-- Requirement --
Wherever a line in the data holds the word "KeyEventKind", pull that line out.
======== The input
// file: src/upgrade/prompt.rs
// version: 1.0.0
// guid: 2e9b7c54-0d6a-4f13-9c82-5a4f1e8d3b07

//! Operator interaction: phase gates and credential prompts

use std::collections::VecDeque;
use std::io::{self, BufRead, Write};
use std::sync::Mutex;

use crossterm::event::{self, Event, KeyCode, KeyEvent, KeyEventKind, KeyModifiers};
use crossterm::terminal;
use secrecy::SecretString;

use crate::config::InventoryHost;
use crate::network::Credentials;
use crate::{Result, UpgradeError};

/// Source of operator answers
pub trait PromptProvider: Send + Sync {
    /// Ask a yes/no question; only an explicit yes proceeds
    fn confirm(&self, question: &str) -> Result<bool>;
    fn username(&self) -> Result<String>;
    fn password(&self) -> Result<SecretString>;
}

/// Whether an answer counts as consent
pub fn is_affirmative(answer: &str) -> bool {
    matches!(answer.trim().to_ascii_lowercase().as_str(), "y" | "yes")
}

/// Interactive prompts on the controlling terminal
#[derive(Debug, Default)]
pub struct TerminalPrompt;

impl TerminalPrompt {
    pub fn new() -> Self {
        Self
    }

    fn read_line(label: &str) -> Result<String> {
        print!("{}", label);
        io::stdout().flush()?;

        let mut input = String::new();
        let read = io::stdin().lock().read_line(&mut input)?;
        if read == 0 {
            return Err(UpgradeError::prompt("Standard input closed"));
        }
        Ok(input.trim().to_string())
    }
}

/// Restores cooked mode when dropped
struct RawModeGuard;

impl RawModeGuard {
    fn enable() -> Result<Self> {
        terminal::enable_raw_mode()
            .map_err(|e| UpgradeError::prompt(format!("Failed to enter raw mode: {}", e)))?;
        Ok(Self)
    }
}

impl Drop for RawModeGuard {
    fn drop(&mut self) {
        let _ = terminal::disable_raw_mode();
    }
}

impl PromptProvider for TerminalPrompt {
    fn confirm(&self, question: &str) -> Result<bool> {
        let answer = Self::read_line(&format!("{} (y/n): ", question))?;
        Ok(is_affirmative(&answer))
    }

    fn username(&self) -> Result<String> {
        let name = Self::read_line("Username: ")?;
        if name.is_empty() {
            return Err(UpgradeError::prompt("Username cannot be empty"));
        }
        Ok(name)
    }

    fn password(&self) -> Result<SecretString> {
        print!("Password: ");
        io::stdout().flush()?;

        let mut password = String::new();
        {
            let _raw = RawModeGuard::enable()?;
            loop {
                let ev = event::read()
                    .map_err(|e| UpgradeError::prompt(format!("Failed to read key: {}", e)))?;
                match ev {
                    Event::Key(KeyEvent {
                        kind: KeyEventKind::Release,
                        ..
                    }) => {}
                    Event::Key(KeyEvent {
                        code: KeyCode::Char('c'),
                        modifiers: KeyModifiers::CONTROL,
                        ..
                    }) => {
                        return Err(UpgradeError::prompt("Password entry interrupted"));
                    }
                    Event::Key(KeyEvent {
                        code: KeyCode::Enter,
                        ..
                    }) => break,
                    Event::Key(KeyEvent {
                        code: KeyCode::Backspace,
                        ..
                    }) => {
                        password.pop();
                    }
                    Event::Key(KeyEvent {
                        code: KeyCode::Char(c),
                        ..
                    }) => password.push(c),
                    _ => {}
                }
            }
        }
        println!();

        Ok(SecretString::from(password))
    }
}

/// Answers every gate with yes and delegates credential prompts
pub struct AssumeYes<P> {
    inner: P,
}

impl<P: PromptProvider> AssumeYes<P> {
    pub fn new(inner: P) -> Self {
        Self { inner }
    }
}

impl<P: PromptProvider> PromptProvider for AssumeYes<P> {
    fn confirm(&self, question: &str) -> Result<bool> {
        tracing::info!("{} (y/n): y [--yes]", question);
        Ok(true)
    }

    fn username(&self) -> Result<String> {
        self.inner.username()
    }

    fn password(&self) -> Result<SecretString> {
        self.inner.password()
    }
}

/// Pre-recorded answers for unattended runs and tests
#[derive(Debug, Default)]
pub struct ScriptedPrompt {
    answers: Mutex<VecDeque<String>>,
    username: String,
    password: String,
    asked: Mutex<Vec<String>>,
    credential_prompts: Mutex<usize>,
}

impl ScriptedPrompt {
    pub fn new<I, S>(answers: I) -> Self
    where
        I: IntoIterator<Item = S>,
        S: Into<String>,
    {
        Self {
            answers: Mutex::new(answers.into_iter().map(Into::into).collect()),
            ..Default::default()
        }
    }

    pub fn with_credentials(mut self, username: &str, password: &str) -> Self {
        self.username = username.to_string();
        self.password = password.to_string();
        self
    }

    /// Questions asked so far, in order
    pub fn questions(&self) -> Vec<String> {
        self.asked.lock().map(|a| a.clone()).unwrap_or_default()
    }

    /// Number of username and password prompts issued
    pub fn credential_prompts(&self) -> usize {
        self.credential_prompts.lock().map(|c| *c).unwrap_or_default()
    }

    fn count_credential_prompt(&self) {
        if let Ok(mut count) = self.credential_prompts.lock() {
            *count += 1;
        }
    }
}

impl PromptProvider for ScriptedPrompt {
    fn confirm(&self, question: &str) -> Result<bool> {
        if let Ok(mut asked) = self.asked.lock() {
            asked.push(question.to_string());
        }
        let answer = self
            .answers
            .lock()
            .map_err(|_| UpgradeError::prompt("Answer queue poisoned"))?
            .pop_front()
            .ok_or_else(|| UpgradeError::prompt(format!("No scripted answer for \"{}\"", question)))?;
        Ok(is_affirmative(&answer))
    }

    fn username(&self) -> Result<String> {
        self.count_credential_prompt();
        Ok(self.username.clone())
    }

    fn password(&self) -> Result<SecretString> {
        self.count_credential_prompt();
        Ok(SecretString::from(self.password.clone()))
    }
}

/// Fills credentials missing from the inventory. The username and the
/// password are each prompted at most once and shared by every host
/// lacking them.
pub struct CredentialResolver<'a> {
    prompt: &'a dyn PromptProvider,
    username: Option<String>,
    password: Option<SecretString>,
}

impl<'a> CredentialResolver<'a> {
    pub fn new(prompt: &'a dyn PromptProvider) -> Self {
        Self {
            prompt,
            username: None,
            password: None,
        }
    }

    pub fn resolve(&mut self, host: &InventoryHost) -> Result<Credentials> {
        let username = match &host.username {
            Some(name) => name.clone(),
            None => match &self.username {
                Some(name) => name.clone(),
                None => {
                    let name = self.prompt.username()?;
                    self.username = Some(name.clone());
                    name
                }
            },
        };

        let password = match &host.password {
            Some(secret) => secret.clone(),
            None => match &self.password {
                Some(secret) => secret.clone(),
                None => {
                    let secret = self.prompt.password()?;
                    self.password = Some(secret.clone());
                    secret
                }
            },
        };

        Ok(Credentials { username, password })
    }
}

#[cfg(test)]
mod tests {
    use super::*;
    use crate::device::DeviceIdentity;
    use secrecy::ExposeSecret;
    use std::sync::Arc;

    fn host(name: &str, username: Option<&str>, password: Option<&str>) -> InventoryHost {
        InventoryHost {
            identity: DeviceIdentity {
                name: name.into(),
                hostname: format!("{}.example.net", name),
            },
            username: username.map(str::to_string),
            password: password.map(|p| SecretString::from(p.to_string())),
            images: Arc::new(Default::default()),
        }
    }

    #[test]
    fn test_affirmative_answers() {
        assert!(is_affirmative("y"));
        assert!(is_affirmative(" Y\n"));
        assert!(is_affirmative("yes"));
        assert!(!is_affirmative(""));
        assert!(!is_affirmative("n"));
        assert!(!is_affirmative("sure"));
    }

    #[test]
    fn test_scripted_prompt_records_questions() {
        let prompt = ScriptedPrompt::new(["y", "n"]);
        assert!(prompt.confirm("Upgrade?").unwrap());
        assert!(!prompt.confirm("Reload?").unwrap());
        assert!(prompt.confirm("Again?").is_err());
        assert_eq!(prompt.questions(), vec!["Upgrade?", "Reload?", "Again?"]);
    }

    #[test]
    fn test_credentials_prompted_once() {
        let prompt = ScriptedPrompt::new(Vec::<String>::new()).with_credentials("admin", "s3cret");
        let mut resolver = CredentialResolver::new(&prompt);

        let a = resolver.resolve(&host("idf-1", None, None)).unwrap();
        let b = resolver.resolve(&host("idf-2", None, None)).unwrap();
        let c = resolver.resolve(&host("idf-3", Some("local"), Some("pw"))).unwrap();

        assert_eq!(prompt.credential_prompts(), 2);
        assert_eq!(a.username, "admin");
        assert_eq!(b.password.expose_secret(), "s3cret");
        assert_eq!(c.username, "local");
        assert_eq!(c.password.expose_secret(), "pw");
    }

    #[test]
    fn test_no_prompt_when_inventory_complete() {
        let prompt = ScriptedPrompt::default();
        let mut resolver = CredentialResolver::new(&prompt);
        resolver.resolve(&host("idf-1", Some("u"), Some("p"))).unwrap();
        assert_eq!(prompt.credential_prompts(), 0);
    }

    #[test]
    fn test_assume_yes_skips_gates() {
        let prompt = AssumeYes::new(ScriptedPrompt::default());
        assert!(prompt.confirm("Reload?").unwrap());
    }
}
================
-- Answer to the problem --
use crossterm::event::{self, Event, KeyCode, KeyEvent, KeyEventKind, KeyModifiers};
                        kind: KeyEventKind::Release,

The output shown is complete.